Since our project is all about creating an universal toolbox, we boosted our toolbox by creating the first cross species codon harmonization tool. We developed this new harmonization tool in order to increase the predictability of heterologous protein in multiple bacterial host species by taking into account the translation variability between organisms. This harmonisation tool will yield the same expression levels of functional protein in different host cells using 1 single coding sequence. The codon harmonization tool approach functions as the core of our algorithm. The algorithm is modified by making use of the statistical analysis. Furthermore, we made our tool BioBrick RFC compatible by removing the type II standard removes restriction sides.

  • How does our universal harmonization tool work?
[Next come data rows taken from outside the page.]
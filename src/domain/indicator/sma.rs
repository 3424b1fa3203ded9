//! Simple Moving Average.
//!
//! SMA[i] = mean(src[i-n+1..=i]). Warmup: first (n-1) bars are invalid.

use crate::domain::candle::Candle;
use crate::domain::indicator::{IndicatorPoint, PriceSource, to_points};

/// Rolling mean over `values[start..]`. Entries before `start + period - 1`
/// are `None`, as is everything when `period == 0`.
pub fn sma_from(values: &[f64], start: usize, period: usize) -> Vec<Option<f64>> {
    let mut out = vec![None; values.len()];
    let Some(window_end) = start.checked_add(period) else {
        return out;
    };
    if period == 0 {
        return out;
    }
    let mut sum = 0.0;
    for i in start..values.len() {
        sum += values[i];
        if i >= window_end {
            sum -= values[i - period];
        }
        if i + 1 >= window_end {
            out[i] = Some(sum / period as f64);
        }
    }
    out
}

pub fn calculate_sma(candles: &[Candle], period: usize, source: PriceSource) -> Vec<IndicatorPoint> {
    let src: Vec<f64> = candles.iter().map(|c| source.extract(c)).collect();
    to_points(candles, &sma_from(&src, 0, period))
}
      Our harmonization tool is based on a database containing the codon usage of 152903 microorganisms obtained from the paper published by Athey et al. (2017). Since working with such a big database slows down the tool, we designed a Matlab script encoding for pre-selecting only the data of the microorganisms of your interest. The used Matlab code is available in the supplementary list below. The taxonomy identification number (taxid) is used as input, since each microbial species has its own unique taxid.
      As mentioned before, the codon harominzation approach will function as the core of our code, which means our tool requires a reference organism. The reference organism equals the organisms where the heterologous protein originates from. In our case we used as heterologous protein eGFP and as organism of origin Escherichia coli stain BL21(DE3) (taxid 469008 ).
      When generating the filtered database containing the data of only the organisms of intereest, we designed the code in such a way that the first input row will contain the data of the reference organisms and the rows below the data of the organisms of interest.

      Translation rate
      Figure 2: Schematic representation of how the data has been filtered form the main database. Again the top row data corresponds with the data of the reference organism the protein translation.
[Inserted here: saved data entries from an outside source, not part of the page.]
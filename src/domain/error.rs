//! Domain error types.

/// Top-level error type for blocktrader.
#[derive(Debug, thiserror::Error)]
pub enum BlocktraderError {
    #[error("config parse error in {file}: {reason}")]
    ConfigParse { file: String, reason: String },

    #[error("missing config key [{section}] {key}")]
    ConfigMissing { section: String, key: String },

    #[error("invalid config value [{section}] {key}: {reason}")]
    ConfigInvalid {
        section: String,
        key: String,
        reason: String,
    },

    #[error("condition {node_id}: unknown indicator {indicator}")]
    UnknownIndicator { node_id: String, indicator: String },

    #[error("condition {node_id}: cannot compute {indicator}: {reason}")]
    InvalidIndicator {
        node_id: String,
        indicator: String,
        reason: String,
    },

    #[error("condition {node_id}: {reason}")]
    InvalidCondition { node_id: String, reason: String },

    #[error("duplicate node id {node_id}")]
    DuplicateNodeId { node_id: String },

    #[error("condition {node_id}: event '{event}' is not in the event calendar")]
    UnknownEvent { node_id: String, event: String },

    #[error("condition {node_id}: {indicator} needs an auxiliary series but none was supplied")]
    MissingAuxSeries { node_id: String, indicator: String },

    #[error("strategy {strategy}: {direction} entries are not supported")]
    UnsupportedDirection { strategy: String, direction: String },

    #[error("insufficient data: have {bars} bars, {indicator} needs {minimum}")]
    InsufficientData {
        bars: usize,
        minimum: usize,
        indicator: String,
    },

    #[error("invalid data: {reason}")]
    InvalidData { reason: String },

    #[error(transparent)]
    Json(#[from] serde_json::Error),

    #[error(transparent)]
    Io(#[from] std::io::Error),
}

impl BlocktraderError {
    /// Errors raised while resolving a strategy against the indicator engine.
    pub fn is_configuration_error(&self) -> bool {
        matches!(
            self,
            BlocktraderError::UnknownIndicator { .. }
                | BlocktraderError::InvalidIndicator { .. }
                | BlocktraderError::InvalidCondition { .. }
                | BlocktraderError::DuplicateNodeId { .. }
                | BlocktraderError::UnknownEvent { .. }
                | BlocktraderError::MissingAuxSeries { .. }
                | BlocktraderError::UnsupportedDirection { .. }
        )
    }
}

impl From<&BlocktraderError> for std::process::ExitCode {
    fn from(err: &BlocktraderError) -> Self {
        let code: u8 = match err {
            BlocktraderError::Io(_) => 1,
            BlocktraderError::ConfigParse { .. }
            | BlocktraderError::ConfigMissing { .. }
            | BlocktraderError::ConfigInvalid { .. }
            | BlocktraderError::Json(_) => 2,
            BlocktraderError::UnknownIndicator { .. }
            | BlocktraderError::InvalidIndicator { .. }
            | BlocktraderError::InvalidCondition { .. }
            | BlocktraderError::DuplicateNodeId { .. }
            | BlocktraderError::UnknownEvent { .. }
            | BlocktraderError::MissingAuxSeries { .. }
            | BlocktraderError::UnsupportedDirection { .. } => 4,
            BlocktraderError::InsufficientData { .. } | BlocktraderError::InvalidData { .. } => 5,
        };
        std::process::ExitCode::from(code)
    }
}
      For our codon harmonization script requires 3 inputs and will generate 2 outputs.
      As input the harmonization script requires the following 3 inputs:

      1. The new generated database containing the data of the organisms of interest (data_formatted)
      2. Database containing the recognition sides for type II restriction enzymes ( restriction_enzymes_database).
      3. Nucleotide sequence of the gene of interest that will be harmonized.
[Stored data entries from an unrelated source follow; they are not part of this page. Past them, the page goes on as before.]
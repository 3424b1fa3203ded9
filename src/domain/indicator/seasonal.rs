//! Calendar fields and event-relative distances.
//!
//! Everything here derives from the candle date and an `EventCalendar`;
//! none of these series has a warmup.

use chrono::{Datelike, NaiveDate};
use std::collections::{BTreeMap, BTreeSet};

use crate::domain::candle::Candle;
use crate::domain::indicator::{IndicatorKind, IndicatorPoint, to_points};

/// Named event dates plus the set of historically favorable months.
/// Event names are matched case-insensitively.
#[derive(Debug, Clone, Default, PartialEq)]
pub struct EventCalendar {
    events: BTreeMap<String, Vec<NaiveDate>>,
    favorable_months: BTreeSet<u32>,
}

impl EventCalendar {
    pub fn new() -> Self {
        Self::default()
    }

    pub fn add_event(&mut self, name: &str, date: NaiveDate) {
        let dates = self.events.entry(normalize(name)).or_default();
        if let Err(pos) = dates.binary_search(&date) {
            dates.insert(pos, date);
        }
    }

    /// Months outside 1..=12 are ignored.
    pub fn set_favorable_months(&mut self, months: impl IntoIterator<Item = u32>) {
        self.favorable_months = months.into_iter().filter(|m| (1..=12).contains(m)).collect();
    }

    pub fn has_event(&self, name: &str) -> bool {
        self.events.contains_key(&normalize(name))
    }

    pub fn event_names(&self) -> impl Iterator<Item = &str> {
        self.events.keys().map(String::as_str)
    }

    pub fn is_favorable_month(&self, month: u32) -> bool {
        self.favorable_months.contains(&month)
    }

    fn dates(&self, name: &str) -> &[NaiveDate] {
        self.events
            .get(&normalize(name))
            .map(Vec::as_slice)
            .unwrap_or(&[])
    }

    /// Days until the next occurrence on or after `date`.
    pub fn days_to(&self, name: &str, date: NaiveDate) -> Option<i64> {
        let dates = self.dates(name);
        let idx = dates.partition_point(|d| *d < date);
        dates.get(idx).map(|next| (*next - date).num_days())
    }

    /// Days since the last occurrence on or before `date`.
    pub fn days_from(&self, name: &str, date: NaiveDate) -> Option<i64> {
        let dates = self.dates(name);
        let idx = dates.partition_point(|d| *d <= date);
        idx.checked_sub(1)
            .map(|i| (date - dates[i]).num_days())
    }

    pub fn in_window(&self, name: &str, date: NaiveDate, half_width: usize) -> bool {
        let w = half_width as i64;
        self.days_to(name, date).is_some_and(|d| d <= w)
            || self.days_from(name, date).is_some_and(|d| d <= w)
    }
}

fn normalize(name: &str) -> String {
    name.trim().to_lowercase()
}

fn flag(b: bool) -> f64 {
    if b { 1.0 } else { 0.0 }
}

/// Seasonal series for `kind`. Returns `None` for non-seasonal kinds.
pub fn calculate_seasonal(
    candles: &[Candle],
    kind: IndicatorKind,
    period: usize,
    event: Option<&str>,
    calendar: &EventCalendar,
) -> Option<Vec<IndicatorPoint>> {
    let event = event.unwrap_or_default();
    let value = |date: NaiveDate| -> Option<f64> {
        match kind {
            IndicatorKind::Month => Some(date.month() as f64),
            IndicatorKind::DayOfMonth => Some(date.day() as f64),
            IndicatorKind::DayOfYear => Some(date.ordinal() as f64),
            IndicatorKind::DaysToEvent => calendar.days_to(event, date).map(|d| d as f64),
            IndicatorKind::DaysFromEvent => calendar.days_from(event, date).map(|d| d as f64),
            IndicatorKind::InEventWindow => Some(flag(calendar.in_window(event, date, period))),
            IndicatorKind::FavorableMonth => Some(flag(calendar.is_favorable_month(date.month()))),
            _ => None,
        }
    };

    if !matches!(
        kind,
        IndicatorKind::Month
            | IndicatorKind::DayOfMonth
            | IndicatorKind::DayOfYear
            | IndicatorKind::DaysToEvent
            | IndicatorKind::DaysFromEvent
            | IndicatorKind::InEventWindow
            | IndicatorKind::FavorableMonth
    ) {
        return None;
    }

    let values: Vec<Option<f64>> = candles.iter().map(|c| value(c.date)).collect();
    Some(to_points(candles, &values))
}
//! Backtest simulator: a single-pass, bar-by-bar loop over one candle series.
//!
//! Per bar, once every referenced indicator is available:
//! - flat: evaluate entry logic; if true, open long at the close
//! - in position: stop-loss, then take-profit (bar extremes), then exit logic
//!
//! Protective exits are not checked on the entry bar, and no entry is taken on
//! a bar that closed a position. Equity is recorded for every bar.

use chrono::NaiveDate;
use rayon::prelude::*;
use serde::{Deserialize, Serialize};

use crate::domain::candle::{AuxPoint, Candle, attach_aux, validate_candles};
use crate::domain::error::BlocktraderError;
use crate::domain::indicator::seasonal::EventCalendar;
use crate::domain::indicator::{IndicatorConfig, IndicatorKind, IndicatorSet};
use crate::domain::indicator_helpers::compute_indicators;
use crate::domain::metrics::{Metrics, TRADING_DAYS_PER_YEAR};
use crate::domain::position::{ExitReason, Position, PositionState, Trade};
use crate::domain::rule_eval::{Evaluator, resolve_references};
use crate::domain::strategy::Strategy;

#[derive(Debug, Clone, Copy, PartialEq)]
pub enum Sizing {
    /// Fixed number of units per trade.
    Units(f64),
    /// Fraction of realized equity at entry, converted to units at the entry
    /// price.
    EquityFraction(f64),
}

impl Default for Sizing {
    fn default() -> Self {
        Sizing::Units(1.0)
    }
}

#[derive(Debug, Clone)]
pub struct BacktestConfig {
    pub initial_capital: f64,
    pub periods_per_year: f64,
    pub risk_free_rate: f64,
    pub sizing: Sizing,
}

impl Default for BacktestConfig {
    fn default() -> Self {
        BacktestConfig {
            initial_capital: 10_000.0,
            periods_per_year: TRADING_DAYS_PER_YEAR,
            risk_free_rate: 0.0,
            sizing: Sizing::default(),
        }
    }
}

impl BacktestConfig {
    fn quantity(&self, realized_equity: f64, price: f64) -> f64 {
        match self.sizing {
            Sizing::Units(units) => units,
            Sizing::EquityFraction(fraction) if price > 0.0 => {
                (realized_equity * fraction / price).max(0.0)
            }
            Sizing::EquityFraction(_) => 0.0,
        }
    }
}

#[derive(Debug, Clone, Copy, PartialEq, Serialize, Deserialize)]
pub struct EquityPoint {
    pub date: NaiveDate,
    pub equity: f64,
}

#[derive(Debug, Clone, Serialize, Deserialize)]
#[serde(rename_all = "camelCase")]
pub struct BacktestResult {
    pub strategy_id: String,
    pub strategy_name: String,
    pub asset: String,
    /// First bar on which the strategy could act.
    pub first_tradable_index: usize,
    pub final_equity: f64,
    pub metrics: Metrics,
    pub trades: Vec<Trade>,
    pub equity_curve: Vec<EquityPoint>,
}

/// Validate the strategy, then check that every event and the auxiliary
/// series it references can be supplied.
pub fn check_sources(
    strategy: &Strategy,
    candles: &[Candle],
    calendar: &EventCalendar,
) -> Result<(), BlocktraderError> {
    strategy.validate()?;
    let has_aux = candles.iter().any(|c| c.aux.is_some());
    for condition in strategy.conditions() {
        for config in condition.indicators() {
            if config.kind == IndicatorKind::Aux && !has_aux {
                return Err(BlocktraderError::MissingAuxSeries {
                    node_id: condition.id.clone(),
                    indicator: config.to_string(),
                });
            }
            if config.kind.uses_event() {
                let event = config.event.as_deref().unwrap_or_default();
                if !calendar.has_event(event) {
                    return Err(BlocktraderError::UnknownEvent {
                        node_id: condition.id.clone(),
                        event: event.to_string(),
                    });
                }
            }
        }
    }
    Ok(())
}

/// Index of the first bar on which every config in `configs` is available.
/// Errors when the series is not longer than that warmup.
pub fn first_tradable_index(
    configs: &[IndicatorConfig],
    bars: usize,
) -> Result<usize, BlocktraderError> {
    let limiting = configs.iter().max_by_key(|c| c.warmup());
    let warmup = limiting.map(IndicatorConfig::warmup).unwrap_or(0);
    if bars <= warmup {
        return Err(BlocktraderError::InsufficientData {
            bars,
            minimum: warmup.saturating_add(1),
            indicator: limiting.map_or_else(|| "any strategy".to_string(), ToString::to_string),
        });
    }
    Ok(warmup)
}

/// Full pipeline: validate inputs, compute indicators, simulate.
pub fn run_backtest(
    strategy: &Strategy,
    candles: &[Candle],
    aux: Option<&[AuxPoint]>,
    calendar: &EventCalendar,
    config: &BacktestConfig,
) -> Result<BacktestResult, BlocktraderError> {
    validate_candles(candles)?;
    let mut candles = candles.to_vec();
    if let Some(aux) = aux {
        attach_aux(&mut candles, aux);
    }

    check_sources(strategy, &candles, calendar)?;
    let required = strategy.required_indicators();
    let start = first_tradable_index(&required, candles.len())?;
    let indicators = compute_indicators(&candles, &required, calendar);

    Ok(simulate(strategy, &candles, &indicators, config, start))
}

/// Run against a caller-supplied, already computed indicator set.
pub fn run_backtest_with_indicators(
    strategy: &Strategy,
    candles: &[Candle],
    indicators: &IndicatorSet,
    config: &BacktestConfig,
) -> Result<BacktestResult, BlocktraderError> {
    validate_candles(candles)?;
    strategy.validate()?;
    resolve_references(strategy, indicators)?;
    let start = first_tradable_index(&strategy.required_indicators(), candles.len())?;
    Ok(simulate(strategy, candles, indicators, config, start))
}

/// Compute the union of every strategy's indicators once, for sharing
/// across runs.
pub fn prepare_indicators(
    strategies: &[Strategy],
    candles: &[Candle],
    calendar: &EventCalendar,
) -> Result<IndicatorSet, BlocktraderError> {
    validate_candles(candles)?;
    let mut configs = Vec::new();
    for strategy in strategies {
        check_sources(strategy, candles, calendar)?;
        configs.extend(strategy.required_indicators());
    }
    Ok(compute_indicators(candles, &configs, calendar))
}

/// Run several strategies over one series in parallel. Results keep the
/// order of `strategies`; each run fails or succeeds on its own.
pub fn run_batch(
    strategies: &[Strategy],
    candles: &[Candle],
    indicators: &IndicatorSet,
    config: &BacktestConfig,
) -> Vec<Result<BacktestResult, BlocktraderError>> {
    strategies
        .par_iter()
        .map(|strategy| run_backtest_with_indicators(strategy, candles, indicators, config))
        .collect()
}

fn simulate(
    strategy: &Strategy,
    candles: &[Candle],
    indicators: &IndicatorSet,
    config: &BacktestConfig,
    start: usize,
) -> BacktestResult {
    tracing::info!(
        strategy = %strategy.id,
        bars = candles.len(),
        first_tradable = start,
        "backtest started"
    );

    let mut evaluator = Evaluator::new(indicators);
    let mut state = PositionState::Flat;
    let mut trades: Vec<Trade> = Vec::new();
    let mut realized = 0.0;
    let mut equity_curve = Vec::with_capacity(candles.len());

    for (i, candle) in candles.iter().enumerate() {
        if i >= start {
            match state.position().copied() {
                None => {
                    if evaluator.evaluate_group(&strategy.entry_logic, i) {
                        let quantity =
                            config.quantity(config.initial_capital + realized, candle.close);
                        let position = Position::open(
                            strategy.direction,
                            quantity,
                            candle.close,
                            candle.date,
                            strategy.stop_loss_pct,
                            strategy.take_profit_pct,
                            trades.len(),
                        );
                        if state.enter(position) {
                            trades.push(Trade::opened(&position));
                            tracing::debug!(date = %candle.date, price = candle.close, quantity, "entry");
                        }
                    }
                }
                Some(position) => {
                    // entries happen at the close, so the entry bar never
                    // reaches this arm
                    let exit = position.protective_exit(candle).or_else(|| {
                        evaluator
                            .evaluate_group(&strategy.exit_logic, i)
                            .then_some((ExitReason::Signal, candle.close))
                    });

                    if let Some((reason, price)) = exit {
                        let profit = state.exit().and_then(|closed| {
                            trades[closed.trade_index].finalize(candle.date, price, reason)
                        });
                        if let Some(profit) = profit {
                            realized += profit;
                            tracing::debug!(date = %candle.date, price, ?reason, profit, "exit");
                        }
                    }
                }
            }
        }

        let unrealized = state
            .position()
            .map_or(0.0, |p| p.unrealized_pnl(candle.close));
        equity_curve.push(EquityPoint {
            date: candle.date,
            equity: config.initial_capital + realized + unrealized,
        });
    }

    let metrics = Metrics::compute_with(
        &trades,
        &equity_curve,
        config.initial_capital,
        config.periods_per_year,
        config.risk_free_rate,
    );
    let final_equity = equity_curve
        .last()
        .map_or(config.initial_capital, |p| p.equity);

    tracing::info!(
        strategy = %strategy.id,
        trades = trades.len(),
        final_equity,
        "backtest finished"
    );

    BacktestResult {
        strategy_id: strategy.id.clone(),
        strategy_name: strategy.name.clone(),
        asset: strategy.asset.clone(),
        first_tradable_index: start,
        final_equity,
        metrics,
        trades,
        equity_curve,
    }
}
      As output the codon harmonization script will generate the following 2 outputs:

      1. A codon harmonized nucleotide sequence for all the organisms of interest.
      2. The deviation of the GC content of each organism form the mean GC content.

    • From nucleotide input to nucleotide output

      First the codon frequency is calculated through using the same way as has been calculated in Athey et al. (2017). We used the this formula instead of the formula for CAI, since for the CAI calculation a reference gene is required. The CAI is very useful in case you want to change gene expression of a gene within the same organisms, However, our system function interspecies so an adapted version of the CAI is used as shown in the equation below.

      $$freq_{codon,i} = \frac{codon}{\sum codon,i}$$

      Secondly, the variance for each codon position is calculated sepatelty. During this step each synonymous codon encoding for the same amino acid is calculated. During the caculation of the variance the codon frequency at that particular sequence position is also taken in the calculation in order to remove outlayers as much as possible. The calculated variance for each position is ordered from lowest to highest variance.

      In the first iteration for generating the final sequence, we use the lowest variance codon at that curtain position. The generated sequence will go through screening for type II restriction enzyme recognition sequences. In case one side is found, the codon at that curtain position will be substituted with the second lowest variance. Going through this iteration cycle multiple times we derive a single nucleotide sequence cleared from type II restriction side and codon harmonised for all the organisms of interest in order to achieve same translation rates in each organism of interest.